If you’re in CA, join an Eve of Justice gathering this evening, or watch the oral arguments outside the courthouse or other locations around the state.
Please share widely!
laurel says
i should explain that some people think the court will rule that prop 8 was a validly enacted amendment, but that if marriage is going to be withheld from anyone, it must be withheld from everyone. thus, all marriages in california would become domestic partnerships, regardless of the sex of the spouses. i almost hope that is the ruling, since discommoding millions of straight people may be the only way we’ll get any federal relief any time soon.
ryepower12 says
I’d love for the third option to happen.
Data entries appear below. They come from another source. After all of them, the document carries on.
use std::collections::HashMap;

use serde::{Deserialize, Serialize};

use super::RawCall;
use crate::chunker::ChunkKind;

/// How a callee name is bound to a chunk.
#[derive(Debug, Clone, Copy, Default, PartialEq, Eq, Serialize, Deserialize)]
#[serde(rename_all = "snake_case")]
pub enum ResolutionPolicy {
    /// Unique name, else narrowed by owner, same file, then import hint.
    #[default]
    Scoped,
    /// Only globally unique names resolve.
    UniqueOnly,
}

/// A definition that calls can bind to.
#[derive(Debug, Clone, PartialEq, Eq)]
pub struct Symbol {
    pub id: String,
    pub file_path: String,
    pub name: String,
    pub kind: ChunkKind,
}

impl Symbol {
    fn short_name(&self) -> &str {
        self.name.rsplit_once('.').map_or(&self.name, |(_, n)| n)
    }
}

/// Collection-wide index of definitions by trailing name segment.
#[derive(Debug, Default)]
pub struct SymbolTable {
    by_short: HashMap<String, Vec<Symbol>>,
}

impl SymbolTable {
    /// Paragraph chunks are never call targets and are skipped.
    pub fn new(symbols: impl IntoIterator<Item = Symbol>) -> Self {
        let mut by_short: HashMap<String, Vec<Symbol>> = HashMap::new();
        for symbol in symbols {
            if symbol.kind == ChunkKind::Paragraph {
                continue;
            }
            by_short
                .entry(symbol.short_name().to_string())
                .or_default()
                .push(symbol);
        }
        for list in by_short.values_mut() {
            list.sort_by(|a, b| a.id.cmp(&b.id));
        }
        Self { by_short }
    }

    /// Chunks named `callee` or ending in `.callee`.
    #[must_use]
    pub fn candidates(&self, callee: &str) -> &[Symbol] {
        self.by_short.get(callee).map_or(&[], Vec::as_slice)
    }

    /// Chunk id the call binds to, or `None` if unknown or ambiguous.
    #[must_use]
    pub fn resolve(
        &self,
        call: &RawCall,
        caller_file: &str,
        policy: ResolutionPolicy,
    ) -> Option<String> {
        let all: Vec<&Symbol> = self.candidates(&call.callee).iter().collect();
        if all.len() == 1 {
            return Some(all[0].id.clone());
        }
        if all.is_empty() || policy == ResolutionPolicy::UniqueOnly {
            return None;
        }

        let owner_name = call
            .qualifier
            .as_deref()
            .map(|q| format!("{q}.{}", call.callee));
        let narrowers: [Box<dyn Fn(&Symbol) -> bool + '_>; 3] = [
            Box::new(|s| owner_name.as_deref().is_some_and(|n| s.name == n)),
            Box::new(|s| s.file_path == caller_file),
            Box::new(|s| {
                call.import_hint
                    .as_deref()
                    .is_some_and(|h| hint_matches(&s.file_path, h))
            }),
        ];

        let mut remaining = all;
        for narrow in &narrowers {
            let narrowed: Vec<&Symbol> = remaining.iter().copied().filter(|&s| narrow(s)).collect();
            match narrowed.len() {
                0 => {}
                1 => return Some(narrowed[0].id.clone()),
                _ => remaining = narrowed,
            }
        }
        None
    }
}

/// Dotted module segments of a source path: `pkg/util/__init__.py` → `[pkg, util]`.
fn module_segments(path: &str) -> Vec<&str> {
    let stem = path.rsplit_once('.').map_or(path, |(s, ext)| {
        if ext.contains('/') { path } else { s }
    });
    let mut segments: Vec<&str> = stem.split('/').filter(|s| !s.is_empty()).collect();
    if segments.last() == Some(&"__init__") || segments.last() == Some(&"index") {
        segments.pop();
    }
    segments
}

fn ends_with_segments(a: &[&str], b: &[&str]) -> bool {
    !b.is_empty() && a.len() >= b.len() && a[a.len() - b.len()..] == *b
}

/// Whether an import hint (`pkg.util`, `./util`, `crate::util`) names the
/// module at `path`. Leading hint segments may carry the symbol's class.
pub(crate) fn hint_matches(path: &str, hint: &str) -> bool {
    let module = module_segments(path);
    let hint: Vec<&str> = hint
        .split(['.', '/', ':'])
        .filter(|s| !s.is_empty())
        .collect();
    (1..=hint.len()).any(|n| {
        let prefix = &hint[..n];
        ends_with_segments(&module, prefix) || ends_with_segments(prefix, &module)
    })
}

#[cfg(test)]
mod tests {
    use super::*;

    fn sym(id: &str, path: &str, name: &str) -> Symbol {
        Symbol {
            id: id.into(),
            file_path: path.into(),
            name: name.into(),
            kind: if name.contains('.') {
                ChunkKind::Method
            } else {
                ChunkKind::Function
            },
        }
    }

    fn call(callee: &str, qualifier: Option<&str>, hint: Option<&str>) -> RawCall {
        RawCall {
            caller: "caller".into(),
            callee: callee.into(),
            qualifier: qualifier.map(str::to_owned),
            import_hint: hint.map(str::to_owned),
            language: "python".into(),
            line: 1,
        }
    }

    #[test]
    fn unique_name_resolves() {
        let table = SymbolTable::new([sym("1", "b.py", "foo")]);
        assert_eq!(
            table.resolve(&call("foo", None, None), "a.py", ResolutionPolicy::Scoped),
            Some("1".into())
        );
    }

    #[test]
    fn method_suffix_is_a_candidate() {
        let table = SymbolTable::new([sym("1", "b.py", "Greeter.hello")]);
        assert_eq!(table.candidates("hello").len(), 1);
        assert!(table.candidates("Greeter.hello").is_empty());
    }

    #[test]
    fn paragraphs_are_not_symbols() {
        let table = SymbolTable::new([Symbol {
            id: "p".into(),
            file_path: "a.md".into(),
            name: "foo".into(),
            kind: ChunkKind::Paragraph,
        }]);
        assert!(table.candidates("foo").is_empty());
    }

    #[test]
    fn ambiguous_stays_unresolved() {
        let table = SymbolTable::new([sym("1", "b.py", "run"), sym("2", "c.py", "run")]);
        assert_eq!(
            table.resolve(&call("run", None, None), "a.py", ResolutionPolicy::Scoped),
            None
        );
    }

    #[test]
    fn owner_narrows_first() {
        let table = SymbolTable::new([
            sym("1", "a.py", "Greeter.render"),
            sym("2", "a.py", "Page.render"),
        ]);
        assert_eq!(
            table.resolve(
                &call("render", Some("Greeter"), None),
                "a.py",
                ResolutionPolicy::Scoped
            ),
            Some("1".into())
        );
    }

    #[test]
    fn same_file_narrows() {
        let table = SymbolTable::new([sym("1", "a.py", "run"), sym("2", "c.py", "run")]);
        assert_eq!(
            table.resolve(&call("run", None, None), "a.py", ResolutionPolicy::Scoped),
            Some("1".into())
        );
    }

    #[test]
    fn import_hint_narrows() {
        let table = SymbolTable::new([
            sym("1", "pkg/helpers.py", "load"),
            sym("2", "other/io.py", "load"),
        ]);
        assert_eq!(
            table.resolve(
                &call("load", None, Some("pkg.helpers")),
                "main.py",
                ResolutionPolicy::Scoped
            ),
            Some("1".into())
        );
    }

    #[test]
    fn unique_only_ignores_scope() {
        let table = SymbolTable::new([sym("1", "a.py", "run"), sym("2", "c.py", "run")]);
        assert_eq!(
            table.resolve(&call("run", None, None), "a.py", ResolutionPolicy::UniqueOnly),
            None
        );
    }

    #[test]
    fn hint_matching() {
        assert!(hint_matches("pkg/helpers.py", "pkg.helpers"));
        assert!(hint_matches("src/pkg/helpers.py", "helpers"));
        assert!(hint_matches("pkg/__init__.py", "pkg"));
        assert!(hint_matches("pkg/mod.py", "pkg.mod.Greeter"));
        assert!(hint_matches("src/util.ts", "./util"));
        assert!(!hint_matches("pkg/helpers.py", "numpy"));
    }

    #[test]
    fn policy_deserializes_snake_case() {
        let p: ResolutionPolicy = serde_json::from_str("\"unique_only\"").unwrap();
        assert_eq!(p, ResolutionPolicy::UniqueOnly);
    }
}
Give the fundies a little taste of their own medicine. (and you know it’ll marriage will be returned shortly — but let’s see straight couples be refused marriage for a year or two and see how they like it.)
christopher says
Isn’t the question before the court a valid or invalid amendment on procedural grounds anyway, without terminology coming into play? I also think if they were doing this as an equal protection case they would be looking at the rights actually protected vs. denied rather than nitpicking vocabularly. (I suppose I should take this opportunity to remind you that I would prefer the term “marriage” as well before you jump down my throat for that last comment.) “Let’s-see-how-they-like-it” strikes me as childish as a justification for either policy enactment or a court ruling. Besides, isn’t there also a fourth option – Prop. 8 valid, but previous marriages grandfathered in? I’m still not convinced the method was unconstitutional, but on the merits I favor the first option in your poll hands down.
laurel says
as reflected in my poll.
Q1. Was prop 8 validly enacted?
Q2. If Q1 answer is “yes”, are the 18K s-s marriages still valid?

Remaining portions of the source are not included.